Mom skewed my chance at diagnosis
This is my first post. Sorry it’s so long. Any advice would be appreciated. I’m currently 21 F. All my life I’ve felt like I wasn’t human or just wasn’t the same kind of human as everyone else. From 14-18 I was misdiagnosed with bpd, depression, bipolar 1 and 2. Finally at 19 I was diagnosed with combination adhd.
Once medicated, I started realizing how much my behaviors matched up with being a highly masked autistic girl. I researched how to get my insurance to cover an assessment. It took me 6 months to get a referral and another 6 months to get a neuropsychological evaluation. My psychiatrist was convinced I would be diagnosed easily. After the 4 hour evaluation I was more convinced than ever that I am autistic.

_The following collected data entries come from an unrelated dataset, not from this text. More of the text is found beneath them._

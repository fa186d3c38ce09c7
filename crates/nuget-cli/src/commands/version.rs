use miette::Result;
use nuget_core::version::version_string;

pub fn run() -> Result<()> {
    println!("{}", version_string());
    Ok(())
}
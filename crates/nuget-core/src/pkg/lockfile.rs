//! `packages.lock.json` model.
//!
//! The lock file pins every resolved dependency per target framework (and
//! optionally runtime identifier) so that restores are repeatable.
//!
//! ## File Format
//!
//! ```json
//! {
//!   "version": 1,
//!   "dependencies": {
//!     "net8.0": {
//!       "Contoso.Utility": {
//!         "type": "Direct",
//!         "requested": "[1.0.0, )",
//!         "resolved": "1.0.0",
//!         "contentHash": "abc==",
//!         "dependencies": { "Newtonsoft.Json": "13.0.1" }
//!       }
//!     },
//!     "net8.0/win-x64": { }
//!   }
//! }
//! ```
//!
//! Nested dependencies are written as plain version strings. Reading also
//! accepts the `{ "version": "..." }` object form.

use serde::{Deserialize, Serialize};
use std::collections::BTreeMap;
use std::fmt;
use std::io;
use std::path::{Path, PathBuf};
use std::str::FromStr;
use tracing::warn;

/// Lock file format version written by this crate.
pub const PACKAGES_LOCK_FILE_VERSION: i32 = 1;

/// Version assigned to a lock file that could not be read.
pub const INVALID_LOCK_FILE_VERSION: i32 = i32::MIN;

/// Default lock file name.
pub const PACKAGES_LOCK_FILE_NAME: &str = "packages.lock.json";

/// Lock file error codes.
pub mod codes {
    /// Lock file not found at the expected path.
    pub const PKG_LOCK_NOT_FOUND: &str = "PKG_LOCK_NOT_FOUND";
    /// Lock file could not be read or has invalid JSON.
    pub const PKG_LOCK_INVALID_JSON: &str = "PKG_LOCK_INVALID_JSON";
    /// A dependency has an unknown `type`.
    pub const PKG_LOCK_INVALID_TYPE: &str = "PKG_LOCK_INVALID_TYPE";
    /// Lock file write failed.
    pub const PKG_LOCK_WRITE_FAILED: &str = "PKG_LOCK_WRITE_FAILED";
}
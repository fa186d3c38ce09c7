//! `nuget cache` commands.

use super::{EXIT_FAILURE, EXIT_INVALID_ARGS};
use miette::{IntoDiagnostic, Result};
use nuget_core::pkg::{
    get_package, get_packages_by_id, LocalPackageFileCache, LocalPackageInfo, LocalRepository,
    NuGetVersion,
};
use nuget_core::Config;
use serde::Serialize;
use std::sync::Arc;
use tracing::{debug, warn};

#[derive(Serialize)]
struct PackageOutput {
    id: String,
    version: String,
    path: String,
    fallback: bool,
    content_hash: Option<String>,
    file_count: Option<usize>,
    dependencies: Vec<String>,
}

#[derive(Serialize)]
struct FindOutput {
    ok: bool,
    id: String,
    packages: Vec<PackageOutput>,
}

#[derive(Serialize)]
struct VersionsOutput {
    id: String,
    root: String,
    versions: Vec<String>,
}

/// Global folder first, then fallback folders, sharing one file cache.
fn repositories(config: &Config) -> Result<Vec<Arc<LocalRepository>>> {
    let global = config.resolve_packages_folder().into_diagnostic()?;
    let file_cache = Arc::new(LocalPackageFileCache::new());

    let mut repositories = vec![Arc::new(LocalRepository::with_file_cache(
        global,
        Arc::clone(&file_cache),
    ))];
    for folder in config.resolve_fallback_folders() {
        repositories.push(Arc::new(
            LocalRepository::with_file_cache(folder, Arc::clone(&file_cache)).as_fallback(),
        ));
    }

    debug!(
        repositories = repositories.len(),
        global = %repositories[0].root().display(),
        "Opened package folders"
    );
    Ok(repositories)
}

fn describe(repository: &LocalRepository, package: &LocalPackageInfo) -> PackageOutput {
    let content_hash = match package.sha512() {
        Ok(hash) => Some(hash.as_str().to_string()),
        Err(e) => {
            warn!(package = package.id(), error = %e, "Unable to read content hash");
            None
        }
    };
    let file_count = match package.files() {
        Ok(files) => Some(files.len()),
        Err(e) => {
            warn!(package = package.id(), error = %e, "Unable to list package files");
            None
        }
    };
    let dependencies = match package.nuspec() {
        Ok(nuspec) => {
            let mut ids: Vec<String> = nuspec.dependency_ids().map(str::to_string).collect();
            ids.sort_by_key(|id| id.to_ascii_lowercase());
            ids.dedup_by(|a, b| a.eq_ignore_ascii_case(b));
            ids
        }
        Err(e) => {
            warn!(package = package.id(), error = %e, "Unable to read nuspec");
            Vec::new()
        }
    };

    PackageOutput {
        id: package.id().to_string(),
        version: package.version().to_normalized_string(),
        path: package.expanded_path().display().to_string(),
        fallback: repository.is_fallback_folder(),
        content_hash,
        file_count,
        dependencies,
    }
}

fn print_package(package: &PackageOutput) {
    println!("{} {}", package.id, package.version);
    println!("  path: {}", package.path);
    println!(
        "  source: {}",
        if package.fallback {
            "fallback folder"
        } else {
            "global packages folder"
        }
    );
    if let Some(hash) = &package.content_hash {
        println!("  contentHash: {hash}");
    }
    if let Some(count) = package.file_count {
        println!("  files: {count}");
    }
    if !package.dependencies.is_empty() {
        println!("  dependencies: {}", package.dependencies.join(", "));
    }
}

/// `nuget cache find ID [VERSION]`.
pub fn find(config: &Config, id: &str, version: Option<&str>, json: bool) -> Result<()> {
    let version = match version.map(NuGetVersion::parse).transpose() {
        Ok(version) => version,
        Err(e) => {
            eprintln!("{}", e.message());
            std::process::exit(EXIT_INVALID_ARGS);
        }
    };
    let repositories = repositories(config)?;

    let packages: Vec<PackageOutput> = match &version {
        Some(version) => get_package(&repositories, id, version)
            .map(|found| vec![describe(&found.repository, &found.package)])
            .unwrap_or_default(),
        None => get_packages_by_id(&repositories, id)
            .map(|(repository, packages)| {
                packages
                    .iter()
                    .map(|package| describe(&repository, package))
                    .collect()
            })
            .unwrap_or_default(),
    };

    let found = !packages.is_empty();
    if json {
        let output = FindOutput {
            ok: found,
            id: id.to_string(),
            packages,
        };
        println!("{}", serde_json::to_string_pretty(&output).into_diagnostic()?);
    } else if found {
        for package in &packages {
            print_package(package);
        }
    } else {
        match &version {
            Some(version) => eprintln!("Package '{id}' version '{version}' is not installed"),
            None => eprintln!("Package '{id}' is not installed"),
        }
    }

    if !found {
        std::process::exit(EXIT_FAILURE);
    }
    Ok(())
}

/// `nuget cache versions ID`.
pub fn versions(config: &Config, id: &str, json: bool) -> Result<()> {
    let root = config.resolve_packages_folder().into_diagnostic()?;
    let repository = LocalRepository::new(root);
    let versions: Vec<String> = repository
        .find_packages_by_id(id)
        .iter()
        .map(|package| package.version().to_normalized_string())
        .collect();

    if json {
        let output = VersionsOutput {
            id: id.to_string(),
            root: repository.root().display().to_string(),
            versions,
        };
        println!("{}", serde_json::to_string_pretty(&output).into_diagnostic()?);
    } else if versions.is_empty() {
        println!("No versions of '{id}' are installed");
    } else {
        for version in &versions {
            println!("{version}");
        }
    }
    Ok(())
}
//! How plan steps reach a host.
//!
//! The sequencer only talks to a [`Transport`]. [`crate::ssh::SshTransport`]
//! drives a real guest; [`DryRunTransport`] logs what would happen and
//! always succeeds.

use crate::error::Result;
use crate::script_runner::ScriptOutput;
use crate::step::ScriptStep;
use std::net::{TcpStream, ToSocketAddrs};
use std::time::Duration;
use tracing::{debug, info};

/// Delivery of steps to one host.
pub trait Transport {
    /// Name of the target, used in logs and errors.
    fn target(&self) -> &str;

    /// Run one script step in the context its privilege flag selects.
    ///
    /// A script that runs and exits non-zero is `Ok` with `success == false`;
    /// `Err` means the step could not be delivered at all.
    fn run_script(&self, step: &ScriptStep) -> Result<ScriptOutput>;

    /// Ask the host to restart. Returns once the request has been issued.
    /// A refused request is an error.
    fn request_reboot(&self) -> Result<()>;

    /// Whether the host currently accepts connections.
    fn is_reachable(&self) -> bool;

    /// Identifier of the host's current boot, or `None` if the transport
    /// cannot tell. A reboot only counts once this value has changed.
    fn boot_id(&self) -> Result<Option<String>> {
        Ok(None)
    }
}

/// Logs steps without executing anything.
#[derive(Debug, Clone)]
pub struct DryRunTransport {
    target: String,
}

impl DryRunTransport {
    pub fn new(target: impl Into<String>) -> Self {
        Self {
            target: target.into(),
        }
    }
}

impl Transport for DryRunTransport {
    fn target(&self) -> &str {
        &self.target
    }

    fn run_script(&self, step: &ScriptStep) -> Result<ScriptOutput> {
        let mode = if step.privileged() { "privileged" } else { "unprivileged" };
        info!(
            "[DRY RUN] {}: {} ({}) args={:?} env={:?}",
            self.target,
            step.path().display(),
            mode,
            step.display_args(),
            step.display_env()
        );
        Ok(ScriptOutput::ok(format!(
            "[DRY RUN] Skipped: {}\n",
            step.script_name()
        )))
    }

    fn request_reboot(&self) -> Result<()> {
        info!("[DRY RUN] {}: reboot", self.target);
        Ok(())
    }

    fn is_reachable(&self) -> bool {
        true
    }
}

/// TCP connect check against every address `host:port` resolves to.
pub fn tcp_reachable(host: &str, port: u16, timeout: Duration) -> bool {
    let addrs = match (host, port).to_socket_addrs() {
        Ok(addrs) => addrs,
        Err(e) => {
            debug!("Cannot resolve {}:{}: {}", host, port, e);
            return false;
        }
    };

    for addr in addrs {
        match TcpStream::connect_timeout(&addr, timeout) {
            Ok(_stream) => {
                debug!("{} is accepting connections", addr);
                return true;
            }
            Err(e) => debug!("{} not reachable: {}", addr, e),
        }
    }
    false
}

And then I made the mistake of giving the doctor my mom’s number to contact for the “outside perspective”. Looking at the report is very disappointing. All signs point to me being autistic. And then at the end of each part it says “does not meet criteria enough for diagnosis(source: parent interview)”. I forgot how much my parents ignored me. How little they understood and remembered my meltdowns, the fact that I cried for hours at the dinner table over 4 pieces of mushy broccoli, the fact that I didn’t talk to anyone outside our family until I was 4. They don’t remember taking me to a therapist at 7 bc I was so scared and mean all the time I would have screaming matches with my mom or sleep under their bed bc I was worried they’d get hurt. How do they not remember me being taken to a hospital by my high school SRO’s and almost dropping out of school after I was a gifted student until sophomore year?
My raads score is 149. The doctor told me I had too much overlap in my adhd symptoms, anxiety and depression symptoms, and autistic symptoms that she would not diagnose me autistic. And to come back in 2-3 years to be retested but to try ABA first and to “get more sleep”. I had very explicitly expressed that I was highly masked and wasn’t sure how to unmask. I am so upset and frustrated and I don’t know what to do anymore. I feel like I can’t truly understand myself if I don’t know what is going on. Am I autistic? Do I just have some messed up version of adhd? I can’t keep second guessing myself. I’m so disappointed.
Yes I know a diagnosis won’t change anything about me. But it gives me reassurance that I’m not crazy or overthinking about how I have been treated/have behaved throughout my life.